* **PROBLEM DESCRIPTION**:
Reproduce, without any change, the span of lines from the opening of the records below to the line containing "pub struct OdeSystem", inclusive.

* **Saved entries**:
........

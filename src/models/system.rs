//! ODE systems that are linear in a designated parameter subset.
//!
//! An `OdeSystem` owns the parsed right-hand sides and derives, once at
//! construction, the two expression families the integral-matching fit needs:
//!
//! - the free term: RHS with every linear parameter set to 0
//! - the sensitivities: ∂RHS/∂θ_j for every linear parameter
//!
//! A sensitivity that still mentions any linear parameter means the RHS is not
//! affine in that parameter; such systems are rejected here rather than
//! producing silently wrong design matrices later.

use std::collections::{BTreeMap, BTreeSet};

use crate::error::FitError;
use crate::expr::{derivative, parse_expr, zero_out, Expr};

/// Default name of the independent variable.
pub const DEFAULT_TIME_SYMBOL: &str = "t";

/// Symbols bound implicitly during evaluation.
const BUILTIN_SYMBOLS: [&str; 1] = ["pi"];

/// One `d variable / dt = rhs` equation with its derived expressions.
#[derive(Debug, Clone, PartialEq)]
pub struct Equation {
    pub variable: String,
    /// Source text as given by the caller.
    pub text: String,
    pub rhs: Expr,
    pub free_term: Expr,
    /// One entry per linear parameter, in parameter order.
    pub sensitivities: Vec<Expr>,
}

/// Equation set plus the ordered list of linear parameters.
#[derive(Debug, Clone, PartialEq)]
pub struct OdeSystem {
    equations: Vec<Equation>,
    variables: Vec<String>,
    parameters: Vec<String>,
    time: String,
}

impl OdeSystem {
    /// Parse and validate `(variable, rhs)` pairs against the linear `parameters`.
    pub fn new<V, R, P>(equations: &[(V, R)], parameters: &[P]) -> Result<Self, FitError>
    where
        V: AsRef<str>,
        R: AsRef<str>,
        P: AsRef<str>,
    {
        if equations.is_empty() {
            return Err(FitError::InvalidInput("model has no equations".to_string()));
        }

        let variables: Vec<String> = equations.iter().map(|(v, _)| v.as_ref().trim().to_string()).collect();
        let parameters: Vec<String> = parameters.iter().map(|p| p.as_ref().trim().to_string()).collect();

        check_names("variable", &variables)?;
        check_names("parameter", &parameters)?;
        if let Some(clash) = parameters.iter().find(|p| variables.contains(p)) {
            return Err(FitError::InvalidInput(format!(
                "'{clash}' is declared both as a variable and as a parameter"
            )));
        }

        let mut parsed = Vec::with_capacity(equations.len());
        for (variable, (_, text)) in variables.iter().zip(equations) {
            let text = text.as_ref().to_string();
            let rhs = parse_expr(&text).map_err(|message| FitError::Parse {
                variable: variable.clone(),
                message,
            })?;
            parsed.push(derive_equation(variable, text, rhs, &parameters)?);
        }

        let system = Self {
            equations: parsed,
            variables,
            parameters,
            time: DEFAULT_TIME_SYMBOL.to_string(),
        };
        system.check_time_symbol()?;
        Ok(system)
    }

    /// Use `name` instead of `t` for the independent variable.
    pub fn with_time_symbol(mut self, name: &str) -> Result<Self, FitError> {
        self.time = name.trim().to_string();
        self.check_time_symbol()?;
        Ok(self)
    }

    pub fn equations(&self) -> &[Equation] {
        &self.equations
    }

    pub fn variables(&self) -> &[String] {
        &self.variables
    }

    pub fn parameters(&self) -> &[String] {
        &self.parameters
    }

    pub fn time_symbol(&self) -> &str {
        &self.time
    }

    pub fn dim(&self) -> usize {
        self.variables.len()
    }

    pub fn n_params(&self) -> usize {
        self.parameters.len()
    }

    /// Symbol → indices of the variables whose equation mentions it.
    ///
    /// Covers the linear parameters (an unused one maps to an empty list) and
    /// every other non-variable symbol, i.e. the values an outer optimiser may
    /// hold fixed and perturb between calls.
    pub fn affected_variables(&self) -> BTreeMap<String, Vec<usize>> {
        let mut map: BTreeMap<String, Vec<usize>> =
            self.parameters.iter().map(|p| (p.clone(), Vec::new())).collect();
        for (i, eq) in self.equations.iter().enumerate() {
            for sym in eq.rhs.symbols() {
                if self.variables.contains(&sym) || sym == self.time || BUILTIN_SYMBOLS.contains(&sym.as_str()) {
                    continue;
                }
                map.entry(sym).or_default().push(i);
            }
        }
        map
    }

    /// Symbols that would be unbound when evaluating with the given fixed values.
    pub fn unresolved_symbols(&self, fixed: &BTreeMap<String, f64>) -> Vec<String> {
        let mut all = BTreeSet::new();
        for eq in &self.equations {
            all.extend(eq.rhs.symbols());
        }
        all.into_iter()
            .filter(|s| {
                !self.variables.contains(s)
                    && !self.parameters.contains(s)
                    && *s != self.time
                    && !fixed.contains_key(s)
                    && !BUILTIN_SYMBOLS.contains(&s.as_str())
            })
            .collect()
    }

    /// Fixed values must not shadow a variable, parameter or the time symbol.
    pub fn check_fixed(&self, fixed: &BTreeMap<String, f64>) -> Result<(), FitError> {
        for (name, value) in fixed {
            if self.variables.contains(name) || self.parameters.contains(name) || *name == self.time {
                return Err(FitError::InvalidInput(format!(
                    "fixed value given for '{name}', which is a variable, parameter or the time symbol"
                )));
            }
            if !value.is_finite() {
                return Err(FitError::InvalidInput(format!("fixed value for '{name}' is not finite")));
            }
        }
        if let Some(missing) = self.unresolved_symbols(fixed).into_iter().next() {
            return Err(FitError::UnknownSymbol(missing));
        }
        Ok(())
    }

    fn check_time_symbol(&self) -> Result<(), FitError> {
        if !is_identifier(&self.time) {
            return Err(FitError::InvalidInput(format!("invalid time symbol '{}'", self.time)));
        }
        if self.variables.contains(&self.time) || self.parameters.contains(&self.time) {
            return Err(FitError::InvalidInput(format!(
                "time symbol '{}' collides with a variable or parameter",
                self.time
            )));
        }
        Ok(())
    }
}

fn derive_equation(variable: &str, text: String, rhs: Expr, parameters: &[String]) -> Result<Equation, FitError> {
    let free_term = zero_out(&rhs, parameters);
    let mut sensitivities = Vec::with_capacity(parameters.len());
    for param in parameters {
        let d = derivative(&rhs, param);
        if parameters.iter().any(|q| d.contains(q)) {
            return Err(FitError::NotLinear {
                variable: variable.to_string(),
                parameter: param.clone(),
            });
        }
        sensitivities.push(d);
    }
    Ok(Equation {
        variable: variable.to_string(),
        text,
        rhs,
        free_term,
        sensitivities,
    })
}

fn check_names(kind: &str, names: &[String]) -> Result<(), FitError> {
    let mut seen = BTreeSet::new();
    for name in names {
        if !is_identifier(name) {
            return Err(FitError::InvalidInput(format!("invalid {kind} name '{name}'")));
        }
        if BUILTIN_SYMBOLS.contains(&name.as_str()) {
            return Err(FitError::InvalidInput(format!("{kind} name '{name}' is reserved")));
        }
        if !seen.insert(name.as_str()) {
            return Err(FitError::InvalidInput(format!("duplicate {kind} '{name}'")));
        }
    }
    Ok(())
}

/// Same lexical rule as the expression parser: a letter or `_`, then
/// alphanumerics, `_` or `.`.
fn is_identifier(name: &str) -> bool {
    let mut chars = name.chars();
    match chars.next() {
        Some(c) if c.is_ascii_alphabetic() || c == '_' => {}
        _ => return false,
    }
    chars.all(|c| c.is_ascii_alphanumeric() || c == '_' || c == '.')
}

#[cfg(test)]
mod tests {
    use super::*;

    fn lotka_volterra() -> OdeSystem {
        OdeSystem::new(
            &[("x", "a*x - b*x*y"), ("y", "c*x*y - d*y")],
            &["a", "b", "c", "d"],
        )
        .unwrap()
    }

    #[test]
    fn free_term_and_sensitivities_are_derived() {
        let sys = lotka_volterra();
        let x = &sys.equations()[0];
        assert_eq!(x.free_term, Expr::Num(0.0));
        let sens: Vec<String> = x.sensitivities.iter().map(|e| e.to_string()).collect();
        assert_eq!(sens, vec!["x", "-(x*y)", "0", "0"]);
    }

    #[test]
    fn non_linear_parameter_is_rejected() {
        let err = OdeSystem::new(&[("x", "-k^2*x")], &["k"]).unwrap_err();
        assert_eq!(
            err,
            FitError::NotLinear {
                variable: "x".into(),
                parameter: "k".into()
            }
        );

        // Products of two linear parameters are not affine either.
        assert!(OdeSystem::new(&[("x", "a*b*x")], &["a", "b"]).is_err());
    }

    #[test]
    fn parse_errors_name_the_variable() {
        let err = OdeSystem::new(&[("x", "-k*")], &["k"]).unwrap_err();
        assert!(matches!(err, FitError::Parse { ref variable, .. } if variable == "x"));
    }

    #[test]
    fn names_are_validated() {
        assert!(OdeSystem::new(&[("x", "1"), ("x", "2")], &[] as &[&str]).is_err());
        assert!(OdeSystem::new(&[("x", "k*x")], &["x"]).is_err());
        assert!(OdeSystem::new(&[("t", "1")], &[] as &[&str]).is_err());
        assert!(OdeSystem::new(&[("2x", "1")], &[] as &[&str]).is_err());
    }

    #[test]
    fn time_symbol_can_be_renamed() {
        let sys = OdeSystem::new(&[("x", "-k*x + tau")], &["k"]).unwrap();
        assert_eq!(sys.unresolved_symbols(&BTreeMap::new()), vec!["tau".to_string()]);

        let sys = sys.with_time_symbol("tau").unwrap();
        assert_eq!(sys.time_symbol(), "tau");
        assert!(sys.unresolved_symbols(&BTreeMap::new()).is_empty());

        let sys = OdeSystem::new(&[("x", "-k*x")], &["k"]).unwrap();
        assert!(sys.with_time_symbol("x").is_err());
    }

    #[test]
    fn dependency_map_lists_variables_per_parameter() {
        let sys = OdeSystem::new(&[("x", "-a*x"), ("y", "a*x - b*y"), ("z", "K*t")], &["a", "b", "c"]).unwrap();
        let map = sys.affected_variables();
        assert_eq!(map["a"], vec![0, 1]);
        assert_eq!(map["b"], vec![1]);
        assert!(map["c"].is_empty());
        assert_eq!(map["K"], vec![2]);
        assert!(!map.contains_key("t"));
    }

    #[test]
    fn fixed_symbols_resolve_the_rest() {
        let sys = OdeSystem::new(&[("x", "-k*x/(1 + K)")], &["k"]).unwrap();
        let mut fixed = BTreeMap::new();
        assert_eq!(sys.unresolved_symbols(&fixed), vec!["K".to_string()]);
        assert!(matches!(sys.check_fixed(&fixed), Err(FitError::UnknownSymbol(_))));
        fixed.insert("K".to_string(), 2.0);
        assert!(sys.check_fixed(&fixed).is_ok());
        fixed.insert("x".to_string(), 1.0);
        assert!(sys.check_fixed(&fixed).is_err());
    }
}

........

* **REPLY TO THE EXERCISE**:
filename src/models/system.rs
//! ODE systems that are linear in a designated parameter subset.
//!
//! An `OdeSystem` owns the parsed right-hand sides and derives, once at
//! construction, the two expression families the integral-matching fit needs:
//!
//! - the free term: RHS with every linear parameter set to 0
//! - the sensitivities: ∂RHS/∂θ_j for every linear parameter
//!
//! A sensitivity that still mentions any linear parameter means the RHS is not
//! affine in that parameter; such systems are rejected here rather than
//! producing silently wrong design matrices later.

use std::collections::{BTreeMap, BTreeSet};

use crate::error::FitError;
use crate::expr::{derivative, parse_expr, zero_out, Expr};

/// Default name of the independent variable.
pub const DEFAULT_TIME_SYMBOL: &str = "t";

/// Symbols bound implicitly during evaluation.
const BUILTIN_SYMBOLS: [&str; 1] = ["pi"];

/// One `d variable / dt = rhs` equation with its derived expressions.
#[derive(Debug, Clone, PartialEq)]
pub struct Equation {
    pub variable: String,
    /// Source text as given by the caller.
    pub text: String,
    pub rhs: Expr,
    pub free_term: Expr,
    /// One entry per linear parameter, in parameter order.
    pub sensitivities: Vec<Expr>,
}

/// Equation set plus the ordered list of linear parameters.
#[derive(Debug, Clone, PartialEq)]
pub struct OdeSystem {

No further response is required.